Dans un article publié sur LinkedIn lundi dernier, Gagan Biyani, cofondateur de la plateforme Udemy, a révélé comment l’intelligence artificielle a révolutionné ses méthodes de recrutement pour sa nouvelle startup, Maven.

- Gagan Biyani utilise l'IA pour réduire la nécessité de stagiaires dans le recrutement.
- Il souligne que l'automatisation nécessite néanmoins une intervention humaine.
- Les autres leaders du secteur adoptent aussi davantage d'automatisation pour gagner en efficacité.
- Les compétences humaines doivent évoluer pour rester compétitives face à l'IA.
Un changement radical dans la recherche d’instructeurs
Dans un passé récent, Gagan Biyani recourait à une équipe de six stagiaires pour dénicher des instructeurs potentiels pour Udemy. Ces stagiaires parcouraient manuellement YouTube et divers blogs, rédigeant des messages personnalisés dont chaque version devait être approuvée par Biyani lui-même. Il décrit cette méthode comme « douloureuse et inefficace », arguant qu’il consacrait autant de temps à former ces stagiaires que le bénéfice tiré de leur travail. Malgré cela, il reconnait qu’ils ont réussi à générer « des milliers de pistes » qui ont été déterminantes pour le succès initial d’Udemy.
Aujourd’hui chez Maven, Biyani se félicite d’avoir réduit ce processus : « 15 ans plus tard chez Maven, nous avons maintenant une personne plus productive que toute cette équipe ». Grâce à l’intelligence artificielle, cet employé unique peut désormais « analyser des millions de personnes et trouver le profil exact que vous recherchez ».
Une mise en garde sur l’automatisation
Néanmoins, Gagan Biyani met en garde contre une dépendance excessive vis-à-vis de l’IA. Dans son post LinkedIn, il avertit que remplacer directement les stagiaires par des outils automatisés n’est pas aussi simple : « Vous ne pouvez pas simplement tourner le chatppt (GPT – Generative Pre-trained Transformer), appuyer sur un bouton et résoudre vos problèmes de prospection ». Il souligne qu’un certain niveau d’intervention humaine est nécessaire pour configurer les outils et évaluer leurs performances.
« C’est comme gérer des centaines de stagiaires simultanément – extrêmement efficace mais tout aussi naïf », explique-t-il, mettant en exergue la complexité inhérente à cette transition vers une utilisation plus généralisée de l’IA dans les entreprises.
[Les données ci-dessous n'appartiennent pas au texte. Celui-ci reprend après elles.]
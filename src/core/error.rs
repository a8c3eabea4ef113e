//! Agent 错误类型与恢复动作
//!
//! 与 RecoveryEngine 配合：根据 AgentError 决定 RollbackAndClarify / RetryNextTurn / Abort。

use thiserror::Error;

use crate::flow::FlowError;

/// Agent 运行过程中可能出现的错误（校验、传输、工具不可用、状态循环、存储、快照损坏等）
#[derive(Error, Debug)]
pub enum AgentError {
    /// 工具请求或响应不符合声明的 schema
    #[error("Validation error ({tool}): {reason}")]
    Validation { tool: String, reason: String },

    /// 网络或超时，未能到达工具
    #[error("Transport error ({tool}): {reason}")]
    Transport { tool: String, reason: String },

    /// 幂等工具重试耗尽，或非幂等工具首次即失败
    #[error("Tool unavailable: {tool} after {attempts} attempt(s): {reason}")]
    ToolUnavailable {
        tool: String,
        attempts: u32,
        reason: String,
    },

    /// 单轮内状态推进次数超过 max_self_transitions
    #[error("Loop detected at state '{state}': more than {limit} transitions in one turn")]
    LoopDetected { state: String, limit: usize },

    #[error("Storage error: {0}")]
    Storage(String),

    /// 快照或记忆日志无法反序列化 / 不存在
    #[error("Corruption error: {0}")]
    Corruption(String),

    /// rollback / mark_failed 请求的条数超过现有记录
    #[error("Invalid rollback: {requested} entries requested, {available} available")]
    Rollback { requested: usize, available: usize },

    #[error("Unknown tool: {0}")]
    UnknownTool(String),

    #[error(transparent)]
    Flow(#[from] FlowError),

    #[error("LLM error: {0}")]
    LlmError(String),

    /// 会话正在处理上一轮（工具调用挂起中），拒绝并发 step
    #[error("Session busy: {0}")]
    Busy(String),

    #[error("Session not found: {0}")]
    SessionNotFound(String),

    #[error("Turn cancelled")]
    Cancelled,

    #[error("Config error: {0}")]
    ConfigError(String),
}

impl AgentError {
    pub fn validation(tool: impl Into<String>, reason: impl Into<String>) -> Self {
        Self::Validation {
            tool: tool.into(),
            reason: reason.into(),
        }
    }

    pub fn transport(tool: impl Into<String>, reason: impl Into<String>) -> Self {
        Self::Transport {
            tool: tool.into(),
            reason: reason.into(),
        }
    }

    /// 下一轮可重试（不影响会话本身）的错误
    pub fn is_retryable(&self) -> bool {
        matches!(
            self,
            AgentError::Transport { .. }
                | AgentError::ToolUnavailable { .. }
                | AgentError::LoopDetected { .. }
                | AgentError::Storage(_)
                | AgentError::LlmError(_)
                | AgentError::Busy(_)
                | AgentError::Cancelled
        )
    }

    /// 对该会话致命：需要新建会话
    pub fn is_fatal_to_session(&self) -> bool {
        matches!(self, AgentError::Corruption(_))
    }
}

/// 恢复引擎根据错误类型给出的建议动作
#[derive(Debug, Clone, PartialEq, Eq)]
pub enum RecoveryAction {
    /// 回滚触发本轮的记录，并请用户澄清（如工具返回格式错误）
    RollbackAndClarify(String),
    /// 保留用户消息，提示调用方下一轮重试（如工具不可用）
    RetryNextTurn(String),
    /// 终止（如快照损坏，需新建会话）
    Abort,
}

impl RecoveryAction {
    /// 面向用户的提示；Abort 没有
    pub fn message(&self) -> Option<&str> {
        match self {
            RecoveryAction::RollbackAndClarify(msg) | RecoveryAction::RetryNextTurn(msg) => Some(msg),
            RecoveryAction::Abort => None,
        }
    }
}

#[cfg(test)]
mod tests {
    use super::*;

    #[test]
    fn test_retryable_classification() {
        assert!(AgentError::transport("create_event", "timeout").is_retryable());
        assert!(AgentError::LoopDetected {
            state: "retry".into(),
            limit: 5
        }
        .is_retryable());
        assert!(!AgentError::validation("create_event", "missing field").is_retryable());
        assert!(!AgentError::Corruption("bad json".into()).is_retryable());
        assert!(AgentError::Corruption("bad json".into()).is_fatal_to_session());
    }

    #[test]
    fn test_display_includes_tool() {
        let err = AgentError::ToolUnavailable {
            tool: "list_events".into(),
            attempts: 3,
            reason: "connection refused".into(),
        };
        let s = err.to_string();
        assert!(s.contains("list_events"));
        assert!(s.contains("3 attempt"));
    }
}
Une tendance partagée parmi les leaders du secteur
D’autres chefs d’entreprise constatent également ces gains d’efficacité grâce à l’automatisation. Luis von Ahn, PDG de Duolingo, a récemment indiqué dans un mémo interne qu’il prévoyait une réduction progressive du personnel basé sur des tâches réalisables par l’IA. Ce document a suscité diverses réactions critiques ; toutefois von Ahn assure qu’il n’a jamais planifié licenciement aucun salarié à temps plein.
Le cofondateur du Startup Incubator Y Combinator, Paul Graham, a ajouté son point de vue concernant ceux dont les compétences pourraient être remplacées par l’IA : « Ce que l’IA (dans sa forme actuelle) est bon n’est pas tant des emplois certains mais une certaine façon de travailler ». Pour éviter cela lors du marché du travail compétitif actuel, Graham conseille aux demandeurs d’emploi « d’opérer bien au-dessus du niveau » qualifiant leur expertise réelle.
La montée fulgurante des technologies AI continue ainsi redessiner non seulement le paysage professionnel mais également notre compréhension collective quant aux interactions humain-automatisme au sein même des entreprises.